_Exercise objective_. Would you please repeat exactly the lines from the one containing "self.messages.clear_messages(user_id).await?;" to the end of the records, both included, and leave out the rest?

BEGIN

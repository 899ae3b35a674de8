//! Conversation service - chat transcript and its effect on the forecast

use std::sync::Arc;

use chrono::Utc;
use daybook_domain::{ChatMessage, ChatRole, DaybookError, Result};
use tracing::{info, instrument};

use super::ports::MessageLog;
use crate::forecast::ForecastStore;

#[derive(Clone)]
pub struct ConversationService {
    messages: Arc<dyn MessageLog>,
    forecasts: Arc<dyn ForecastStore>,
}

impl ConversationService {
    pub fn new(messages: Arc<dyn MessageLog>, forecasts: Arc<dyn ForecastStore>) -> Self {
        Self { messages, forecasts }
    }

    pub async fn history(&self, user_id: &str) -> Result<Vec<ChatMessage>> {
        self.messages.load_messages(user_id).await
    }

    /// Append a message. Content is trimmed and must not be empty.
    #[instrument(skip(self, content))]
    pub async fn record(&self, user_id: &str, role: ChatRole, content: &str) -> Result<ChatMessage> {
        let content = content.trim();
        if content.is_empty() {
            return Err(DaybookError::Validation("message content is required".into()));
        }

        let message = ChatMessage { role, content: content.to_string(), timestamp: Some(Utc::now()) };
        self.messages.append_message(user_id, &message).await?;
        Ok(message)
    }

    /// Drop the transcript together with the forecast derived from it.
    #[instrument(skip(self))]
    pub async fn clear(&self, user_id: &str) -> Result<()> {
        self.messages.clear_messages(user_id).await?;
        self.forecasts.delete_forecast(user_id).await?;
        info!(user_id, "conversation cleared");
        Ok(())
    }
}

END

_Exercise output_.
        self.messages.clear_messages(user_id).await?;
        self.forecasts.delete_forecast(user_id).await?;
        info!(user_id, "conversation cleared");
        Ok(())
    }
}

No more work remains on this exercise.